U.S. District Judge Casey Pitts, a Biden appointee, ruled that ICE's 2025 policy allowing such arrests was arbitrary and capricious under the Administrative Procedures Act. Pitts highlighted that the agency itself had flip-flopped on where arrests were permissible, undermining any claim of reasoned decision-making.
“It is now clear that the lack of connection between ICE’s stated rationales for the 2025 courthouse-arrest policies and the expansion of arrests at immigration courthouses results not from merely unreasoned decisionmaking but a complete lack of decisionmaking,” Pitts wrote in his opinion.
The ruling expands on a prior New York case that barred arrests at two immigration courthouses in that state. Pitts's order is the first to apply nationwide, covering all immigration court facilities under the Executive Office for Immigration Review.
The case took a notable turn when Department of Justice attorneys admitted to a factual error in the New York litigation, conceding that ICE's 2025 policy “does not and has never applied to civil immigration enforcement actions in or near EOIR immigration courts.” Pitts referenced this debacle, noting the government spent over six months arguing the policy represented an intentional expansion of arrests at immigration courthouses, only to have that argument unravel.
“The government spent more than six months arguing to this Court that ICE’s 2025 courthouse-arrest policies represented an intentional and reasoned choice to expand arrests at immigration courthouses. The argument was unconvincing,” Pitts wrote.
The judge also criticized ICE for failing to consider the chilling effect on migrants' attendance at court proceedings, a factor central to the Biden-era guidance that had barred such arrests. Under the previous administration, ICE prohibited civil enforcement near all courthouses to protect access to justice.
“The policies entirely fail to address the chilling effect of courthouse arrests on noncitizens’ attendance at court proceedings, which is both a critical factor underlying ICE’s 2021 guidance and an ‘important aspect of the problem’ in its own right,” Pitts added.

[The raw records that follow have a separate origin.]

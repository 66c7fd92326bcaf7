use std::path::Path;
use std::sync::atomic::{AtomicBool, Ordering};

use tracing::{info, warn};

use crate::config::{GenerationConfig, SimulationConfig};
use crate::geodesic::Geodesic;
use crate::persistence;
use crate::planet::Planet;
use crate::simulation::{ClimateStatistics, Simulation};

/// Generate a planet from a seed (or open the existing one and fill in
/// whatever arrays it is missing), then save it.
pub fn generate(
    config: &SimulationConfig,
    generation: &GenerationConfig,
    seed: i64,
) -> Result<(), String> {
    let spheres = load_spheres(config, generation.size)?;
    let sphere = &spheres[generation.size];

    let planet_dir = Path::new(&config.planet_directory);
    let mut planet = persistence::load_planet(planet_dir, seed, generation.size)
        .map_err(|e| e.to_string())?
        .unwrap_or_else(|| Planet::new(generation.size));

    let mutated = planet.generate_missing(seed, sphere, generation);
    if mutated {
        let path =
            persistence::save_planet(planet_dir, seed, &planet).map_err(|e| e.to_string())?;
        println!("Planet saved to {}", path.display());
    } else {
        println!("Planet {} is already complete", seed);
    }

    print_planet_summary(seed, &planet);
    Ok(())
}

/// Run up to `steps` outer simulation steps against a planet, spinning the
/// climate up first if it has never been simulated. Raising `stop` from
/// another thread ends the run at the next step boundary. Returns the
/// number of steps actually executed.
pub fn simulate(
    config: &SimulationConfig,
    generation: &GenerationConfig,
    seed: i64,
    steps: u64,
    stop: &AtomicBool,
) -> Result<u64, String> {
    let spheres = load_spheres(config, generation.size)?;
    let sphere = &spheres[generation.size];
    let planet_dir = Path::new(&config.planet_directory);

    let mut planet = persistence::load_planet(planet_dir, seed, generation.size)
        .map_err(|e| e.to_string())?
        .unwrap_or_else(|| Planet::new(generation.size));
    let fresh_climate = planet.climates.is_empty();
    if planet.generate_missing(seed, sphere, generation) {
        persistence::save_planet(planet_dir, seed, &planet).map_err(|e| e.to_string())?;
    }

    let mut simulation = Simulation::new(sphere, config);
    if fresh_climate {
        simulation.spin_up(&mut planet);
        persistence::save_planet(planet_dir, seed, &planet).map_err(|e| e.to_string())?;
        info!("spin-up complete");
    }

    let mut executed = 0u64;
    let mut since_snapshot = 0u32;
    for step in 0..steps {
        if stop.load(Ordering::Relaxed) {
            warn!(step, "stop requested, ending simulation early");
            break;
        }

        simulation.step(&mut planet);
        executed += 1;

        since_snapshot += 1;
        if since_snapshot >= config.snapshot_interval {
            since_snapshot = 0;
            match persistence::save_planet(planet_dir, seed, &planet) {
                Ok(path) => info!(step, path = %path.display(), "snapshot saved"),
                Err(e) => warn!(step, error = %e, "snapshot save failed"),
            }
        }

        if (step + 1) % 100 == 0 {
            let stats = ClimateStatistics::compute(&planet.climates);
            info!(
                step = step + 1,
                day = simulation.day,
                mean_land_temperature = stats.mean_land_temperature,
                max_wind_speed = stats.max_wind_speed,
                "simulated"
            );
        }
    }

    persistence::save_planet(planet_dir, seed, &planet).map_err(|e| e.to_string())?;
    println!("Simulation stopped at day {:.2}", simulation.day);
    print_planet_summary(seed, &planet);
    Ok(executed)
}

/// Inspect a single cell or the whole planet.
pub fn inspect(
    config: &SimulationConfig,
    generation: &GenerationConfig,
    seed: i64,
    cell: Option<usize>,
) -> Result<(), String> {
    let planet_dir = Path::new(&config.planet_directory);
    let planet = persistence::load_planet(planet_dir, seed, generation.size)
        .map_err(|e| e.to_string())?
        .ok_or_else(|| {
            format!("No planet for seed {}. Generate one with: tellus generate", seed)
        })?;

    match cell {
        Some(index) => {
            let spheres = load_spheres(config, generation.size)?;
            inspect_cell(&planet, &spheres[generation.size], index)
        }
        None => {
            print_planet_summary(seed, &planet);
            Ok(())
        }
    }
}

/// Build (or verify) the tiling cache up to `size`.
pub fn build_spheres(config: &SimulationConfig, size: usize) -> Result<(), String> {
    let spheres = load_spheres(config, size)?;
    for (level, sphere) in spheres.iter().enumerate() {
        println!(
            "level {:2}: {:>9} faces, {:>9} edges",
            level,
            sphere.face_count(),
            sphere.edge_count()
        );
    }
    Ok(())
}

fn load_spheres(config: &SimulationConfig, size: usize) -> Result<Vec<Geodesic>, String> {
    persistence::load_or_build_spheres(Path::new(&config.sphere_directory), size)
        .map_err(|e| e.to_string())
}

fn inspect_cell(planet: &Planet, sphere: &Geodesic, index: usize) -> Result<(), String> {
    if index >= planet.face_count() {
        return Err(format!(
            "Cell {} out of range (planet has {} cells)",
            index,
            planet.face_count()
        ));
    }

    let center = sphere.centers[index];
    let angle = center.angle();
    println!("=== Cell {} ===", index);
    println!("Center: ({:.4}, {:.4}, {:.4})", center.x, center.y, center.z);
    println!(
        "Latitude: {:.2}°  Longitude: {:.2}°",
        angle.theta.to_degrees(),
        angle.phi.to_degrees()
    );
    println!("Neighbors: {:?}", sphere.neighbors(index));
    println!("Height: {:.4}", planet.heights[index]);
    if !planet.waters.is_empty() {
        println!("Water: {:.4}", planet.waters[index]);
        println!("Flow: {:.4}", planet.flows[index]);
    }
    if let Some(climate) = planet.climates.get(index) {
        println!();
        println!("--- Climate ---");
        println!(
            "  Land: {:.2} K ({:.2} °C), capacity {:.0}",
            climate.land_temperature(),
            climate.land_temperature() - crate::climate::ZERO_CELSIUS,
            climate.land_specific_heat
        );
        println!(
            "  Air: {:.2} K, mass {:.4}, pressure {:.4}",
            climate.air_temperature(),
            climate.air,
            climate.pressure()
        );
        println!(
            "  Wind: {:.5} ({:.5}, {:.5}, {:.5})",
            climate.air_velocity.length(),
            climate.air_velocity.x,
            climate.air_velocity.y,
            climate.air_velocity.z
        );
    }
    Ok(())
}

fn print_planet_summary(seed: i64, planet: &Planet) {
    println!("=== Planet {} ===", seed);
    println!("Size: {} ({} cells)", planet.size, planet.face_count());

    let n = planet.heights.len();
    if n == 0 {
        println!("(no terrain yet)");
        return;
    }

    let min = planet.heights.iter().copied().fold(f64::MAX, f64::min);
    let max = planet.heights.iter().copied().fold(f64::MIN, f64::max);
    let mean: f64 = planet.heights.iter().sum::<f64>() / n as f64;
    println!("Height: min {:.3}, mean {:.3}, max {:.3}", min, mean, max);

    if !planet.waters.is_empty() {
        let wet = planet.waters.iter().filter(|&&w| w > 1e-9).count();
        let total: f64 = planet.waters.iter().sum();
        println!(
            "Water: {:.1}% of cells wet, {:.1} total volume",
            wet as f64 / n as f64 * 100.0,
            total
        );
    }

    if !planet.climates.is_empty() {
        let stats = ClimateStatistics::compute(&planet.climates);
        println!(
            "Land temperature: min {:.1} K, mean {:.1} K, max {:.1} K",
            stats.min_land_temperature, stats.mean_land_temperature, stats.max_land_temperature
        );
        println!(
            "Air: {:.1} total mass, max wind {:.4}",
            stats.total_air, stats.max_wind_speed
        );
    }
}

#[cfg(test)]
mod tests {
    use super::*;
    use std::sync::Arc;
    use std::sync::atomic::AtomicBool;
    use tempfile::TempDir;

    /// A 12-cell planet and short spin-up, so tests spend their time in
    /// the stepped loop rather than in generation.
    fn test_configs(dir: &TempDir) -> (SimulationConfig, GenerationConfig) {
        let config = SimulationConfig {
            sphere_directory: dir.path().join("spheres").to_str().unwrap().to_string(),
            planet_directory: dir.path().join("planets").to_str().unwrap().to_string(),
            spin_up_days: 1,
            snapshot_interval: 1_000_000,
            ..SimulationConfig::default()
        };
        let generation = GenerationConfig {
            size: 0,
            noise_depth: 8,
            min_lake_cells: 0,
            ..GenerationConfig::default()
        };
        (config, generation)
    }

    #[test]
    fn simulate_runs_the_requested_steps_when_not_stopped() {
        let dir = TempDir::new().unwrap();
        let (config, generation) = test_configs(&dir);
        let stop = AtomicBool::new(false);

        let executed = simulate(&config, &generation, 61, 20, &stop).unwrap();
        assert_eq!(executed, 20);
    }

    #[test]
    fn simulate_stops_before_the_first_step_when_already_flagged() {
        let dir = TempDir::new().unwrap();
        let (config, generation) = test_configs(&dir);
        let stop = AtomicBool::new(true);

        let executed = simulate(&config, &generation, 62, 100, &stop).unwrap();
        assert_eq!(executed, 0, "a raised flag must stop the loop at step 0");
    }

    #[test]
    fn simulate_ends_early_when_flagged_mid_run() {
        let dir = TempDir::new().unwrap();
        let (config, generation) = test_configs(&dir);
        let stop = Arc::new(AtomicBool::new(false));

        let flipper = {
            let stop = Arc::clone(&stop);
            std::thread::spawn(move || {
                std::thread::sleep(std::time::Duration::from_millis(200));
                stop.store(true, Ordering::Relaxed);
            })
        };

        // Far more steps than 200ms of a 12-cell planet can cover; the run
        // only finishes promptly because the flag cuts it short.
        let steps = 1_000_000;
        let executed = simulate(&config, &generation, 63, steps, &stop).unwrap();
        flipper.join().unwrap();

        assert!(
            executed < steps,
            "simulate ran all {steps} steps despite the stop flag"
        );
    }
}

The ruling comes amid broader legal battles over immigration enforcement. In a related case, a similar challenge to a Trump-era policy on voter data access was blocked by a federal court, highlighting ongoing judicial scrutiny of administration actions. The decision also follows a separate ruling that permanently blocked a Trump order requiring citizenship proof for voting, underscoring a pattern of court interventions.
James Percival, general counsel for the Department of Homeland Security, sharply criticized the decision on social media. “When a judge sentences a defendant, the defendant is taken into custody. If an alien is ordered removed by an immigration judge, the same should happen,” he wrote. “A district judge ordering otherwise is naked judicial activism in service of an anti-American, open borders agenda.”
The ruling is likely to be appealed, setting up a potential showdown in higher courts over the scope of ICE's authority at immigration courthouses.